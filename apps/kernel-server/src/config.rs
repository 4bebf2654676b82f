// [[AXON]]/apps/kernel-server/src/config.rs
// Purpose: Layered configuration. Defaults <- axon.toml <- AXON_* env overrides.
// Architecture: Configuration Layer
// Dependencies: config, serde

use serde::{Deserialize, Serialize};
use std::env;
use std::time::Duration;

/// Secrets are never part of the layered file config; they are read from the
/// process environment only, at boot.
#[derive(Debug, Clone)]
pub struct Secrets {
    pub database_url: String,
    pub database_read_url: Option<String>,
    pub redis_url: String,
    pub jwt_secret: String,
    pub tenant_master_key: String,
    pub webhook_secret: String,
}

impl Secrets {
    pub fn from_env() -> Result<Self, config::ConfigError> {
        let require = |key: &str| {
            env::var(key).map_err(|_| {
                config::ConfigError::Message(format!("missing required env var {}", key))
            })
        };
        Ok(Secrets {
            database_url: require("AXON_DATABASE_URL")?,
            database_read_url: env::var("AXON_DATABASE_READ_URL").ok(),
            redis_url: require("AXON_REDIS_URL")?,
            jwt_secret: require("AXON_JWT_SECRET")?,
            tenant_master_key: require("AXON_TENANT_MASTER_KEY")?,
            webhook_secret: require("AXON_WEBHOOK_SECRET")?,
        })
    }
}

#[derive(Debug, Clone, Serialize, Deserialize)]
#[serde(default)]
pub struct GatewayConfig {
    pub port: u16,
    pub max_connections: usize,
    pub max_sessions_per_tenant: usize,
    pub send_queue_capacity: usize,
    pub recv_queue_capacity: usize,
    pub read_buffer_size: usize,
    pub write_buffer_size: usize,
    pub max_message_size: usize,
    pub ping_interval_secs: u64,
    pub pong_timeout_secs: u64,
    pub session_ttl_secs: u64,
    pub drain_window_secs: u64,
}

impl Default for GatewayConfig {
    fn default() -> Self {
        GatewayConfig {
            port: 3000,
            max_connections: 10_000,
            max_sessions_per_tenant: 100,
            send_queue_capacity: 256,
            recv_queue_capacity: 256,
            read_buffer_size: 64 * 1024,
            write_buffer_size: 64 * 1024,
            max_message_size: 1024 * 1024,
            ping_interval_secs: 30,
            pong_timeout_secs: 60,
            session_ttl_secs: 3600,
            drain_window_secs: 10,
        }
    }
}

#[derive(Debug, Clone, Serialize, Deserialize)]
#[serde(default)]
pub struct RateLimitConfig {
    /// Sustained budget per bucket, tokens per minute.
    pub per_minute: u64,
    /// Burst capacity on top of the sustained rate.
    pub burst: u64,
    /// Global bucket capacity shared by everything in the process.
    pub global_per_minute: u64,
}

impl Default for RateLimitConfig {
    fn default() -> Self {
        RateLimitConfig {
            per_minute: 1000,
            burst: 100,
            global_per_minute: 50_000,
        }
    }
}

#[derive(Debug, Clone, Serialize, Deserialize)]
#[serde(default)]
pub struct AdminConfig {
    pub port: u16,
}

impl Default for AdminConfig {
    fn default() -> Self {
        AdminConfig { port: 8081 }
    }
}

#[derive(Debug, Clone, Serialize, Deserialize, PartialEq)]
#[serde(rename_all = "lowercase")]
pub enum EvictionStrategy {
    Lru,
    Lfu,
    Ttl,
}

#[derive(Debug, Clone, Serialize, Deserialize)]
#[serde(default)]
pub struct CacheConfig {
    pub enabled: bool,
    pub ttl_secs: u64,
    pub max_entries_per_tenant: usize,
    pub max_memory_mb_per_tenant: usize,
    pub max_query_length: usize,
    pub similarity_threshold: f32,
    pub eviction_strategy: EvictionStrategy,
    pub eviction_interval_secs: u64,
    /// Substrings that mark a payload as sensitive and force encryption.
    pub sensitive_markers: Vec<String>,
}

impl Default for CacheConfig {
    fn default() -> Self {
        CacheConfig {
            enabled: true,
            ttl_secs: 3600,
            max_entries_per_tenant: 10_000,
            max_memory_mb_per_tenant: 256,
            max_query_length: 1000,
            similarity_threshold: 0.7,
            eviction_strategy: EvictionStrategy::Lru,
            eviction_interval_secs: 300,
            sensitive_markers: vec![
                "password".to_string(),
                "secret".to_string(),
                "api_key".to_string(),
                "token".to_string(),
            ],
        }
    }
}

#[derive(Debug, Clone, Serialize, Deserialize)]
#[serde(default)]
pub struct PipelineConfig {
    pub stream: String,
    pub consumer_group: Option<String>,
    pub workers: usize,
    pub max_attempts: u32,
    pub block_ms: u64,
    pub claim_batch: usize,
    pub backoff_base_ms: u64,
    pub backoff_cap_ms: u64,
    pub dedup_ttl_secs: u64,
    /// Idle time after which a pending record is reclaimed from a dead worker.
    pub reclaim_idle_ms: u64,
}

impl PipelineConfig {
    pub fn group(&self) -> String {
        self.consumer_group
            .clone()
            .unwrap_or_else(|| format!("{}_workers", self.stream))
    }

    pub fn dlq_stream(&self) -> String {
        format!("{}_dlq", self.stream)
    }
}

impl Default for PipelineConfig {
    fn default() -> Self {
        PipelineConfig {
            stream: "webhook_events".to_string(),
            consumer_group: None,
            workers: 4,
            max_attempts: 5,
            block_ms: 5000,
            claim_batch: 10,
            backoff_base_ms: 500,
            backoff_cap_ms: 30_000,
            dedup_ttl_secs: 600,
            reclaim_idle_ms: 60_000,
        }
    }
}

#[derive(Debug, Clone, Serialize, Deserialize)]
#[serde(default)]
pub struct BreakerConfig {
    pub window_size: usize,
    pub min_requests: usize,
    pub failure_ratio: f64,
    pub timeout_streak: u32,
    pub reset_timeout_secs: u64,
    pub success_threshold: u32,
    pub half_open_max_calls: usize,
    pub call_timeout_secs: u64,
}

impl Default for BreakerConfig {
    fn default() -> Self {
        BreakerConfig {
            window_size: 20,
            min_requests: 10,
            failure_ratio: 0.6,
            timeout_streak: 3,
            reset_timeout_secs: 30,
            success_threshold: 2,
            half_open_max_calls: 5,
            call_timeout_secs: 10,
        }
    }
}

#[derive(Debug, Clone, Serialize, Deserialize)]
#[serde(default)]
pub struct AssignmentConfig {
    /// Weights for the performance-based strategy: success rate,
    /// inverse completion time, availability.
    pub performance_weights: [f64; 3],
    pub workload_snapshot_ttl_secs: u64,
    pub heartbeat_window_secs: u64,
    /// An agent above this active-task count is considered overloaded.
    pub overload_threshold: u32,
}

impl Default for AssignmentConfig {
    fn default() -> Self {
        AssignmentConfig {
            performance_weights: [0.5, 0.3, 0.2],
            workload_snapshot_ttl_secs: 30,
            heartbeat_window_secs: 60,
            overload_threshold: 50,
        }
    }
}

#[derive(Debug, Clone, Serialize, Deserialize)]
#[serde(default)]
pub struct DatabaseConfig {
    pub max_connections: u32,
    pub query_timeout_secs: u64,
}

impl Default for DatabaseConfig {
    fn default() -> Self {
        DatabaseConfig {
            max_connections: 20,
            query_timeout_secs: 5,
        }
    }
}

#[derive(Debug, Clone, Serialize, Deserialize)]
#[serde(default)]
pub struct WorkflowConfig {
    pub default_step_timeout_secs: u64,
    pub task_poll_interval_ms: u64,
    pub max_parallel_children: usize,
}

impl Default for WorkflowConfig {
    fn default() -> Self {
        WorkflowConfig {
            default_step_timeout_secs: 300,
            task_poll_interval_ms: 500,
            max_parallel_children: 16,
        }
    }
}

#[derive(Debug, Clone, Serialize, Deserialize, Default)]
#[serde(default)]
pub struct AppConfig {
    pub gateway: GatewayConfig,
    pub admin: AdminConfig,
    pub rate_limit: RateLimitConfig,
    pub cache: CacheConfig,
    pub pipeline: PipelineConfig,
    pub breaker: BreakerConfig,
    pub assignment: AssignmentConfig,
    pub database: DatabaseConfig,
    pub workflow: WorkflowConfig,
}

impl AppConfig {
    /// Layered load: built-in defaults, then an optional `axon.toml`, then
    /// AXON_* environment overrides (AXON_GATEWAY__PORT=4000 style).
    pub fn load() -> Result<Self, config::ConfigError> {
        let defaults = config::Config::try_from(&AppConfig::default())?;
        config::Config::builder()
            .add_source(defaults)
            .add_source(config::File::with_name("axon").required(false))
            .add_source(config::Environment::with_prefix("AXON").separator("__"))
            .build()?
            .try_deserialize()
    }

    pub fn ping_interval(&self) -> Duration {
        Duration::from_secs(self.gateway.ping_interval_secs)
    }

    pub fn pong_timeout(&self) -> Duration {
        Duration::from_secs(self.gateway.pong_timeout_secs)
    }

    pub fn drain_window(&self) -> Duration {
        Duration::from_secs(self.gateway.drain_window_secs)
    }

    pub fn query_timeout(&self) -> Duration {
        Duration::from_secs(self.database.query_timeout_secs)
    }
}

#[cfg(test)]
mod tests {
    use super::*;

    #[test]
    fn defaults_match_contract() {
        let cfg = AppConfig::default();
        assert_eq!(cfg.gateway.max_sessions_per_tenant, 100);
        assert_eq!(cfg.gateway.send_queue_capacity, 256);
        assert_eq!(cfg.rate_limit.per_minute, 1000);
        assert_eq!(cfg.rate_limit.burst, 100);
        assert_eq!(cfg.cache.max_query_length, 1000);
        assert!((cfg.cache.similarity_threshold - 0.7).abs() < f32::EPSILON);
        assert_eq!(cfg.pipeline.max_attempts, 5);
        assert_eq!(cfg.pipeline.dedup_ttl_secs, 600);
        assert_eq!(cfg.breaker.reset_timeout_secs, 30);
        assert_eq!(cfg.breaker.success_threshold, 2);
        assert_eq!(cfg.breaker.half_open_max_calls, 5);
        assert_eq!(cfg.assignment.performance_weights, [0.5, 0.3, 0.2]);
    }

    #[test]
    fn pipeline_derived_names() {
        let cfg = PipelineConfig::default();
        assert_eq!(cfg.group(), "webhook_events_workers");
        assert_eq!(cfg.dlq_stream(), "webhook_events_dlq");
    }
}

▸ **Exercise brief**:
Output the line that contains "pub fn pong_timeout(&self)", followed by every later line in the listing, with no line omitted and none added.

▸ **Response**:
    pub fn pong_timeout(&self) -> Duration {
        Duration::from_secs(self.gateway.pong_timeout_secs)
    }

    pub fn drain_window(&self) -> Duration {
        Duration::from_secs(self.gateway.drain_window_secs)
    }

    pub fn query_timeout(&self) -> Duration {
        Duration::from_secs(self.database.query_timeout_secs)
    }
}

#[cfg(test)]
mod tests {
    use super::*;

    #[test]
    fn defaults_match_contract() {
        let cfg = AppConfig::default();
        assert_eq!(cfg.gateway.max_sessions_per_tenant, 100);
        assert_eq!(cfg.gateway.send_queue_capacity, 256);
        assert_eq!(cfg.rate_limit.per_minute, 1000);
        assert_eq!(cfg.rate_limit.burst, 100);
        assert_eq!(cfg.cache.max_query_length, 1000);
        assert!((cfg.cache.similarity_threshold - 0.7).abs() < f32::EPSILON);
        assert_eq!(cfg.pipeline.max_attempts, 5);
        assert_eq!(cfg.pipeline.dedup_ttl_secs, 600);
        assert_eq!(cfg.breaker.reset_timeout_secs, 30);
        assert_eq!(cfg.breaker.success_threshold, 2);
        assert_eq!(cfg.breaker.half_open_max_calls, 5);
        assert_eq!(cfg.assignment.performance_weights, [0.5, 0.3, 0.2]);
    }

    #[test]
    fn pipeline_derived_names() {
        let cfg = PipelineConfig::default();
        assert_eq!(cfg.group(), "webhook_events_workers");
        assert_eq!(cfg.dlq_stream(), "webhook_events_dlq");
    }
}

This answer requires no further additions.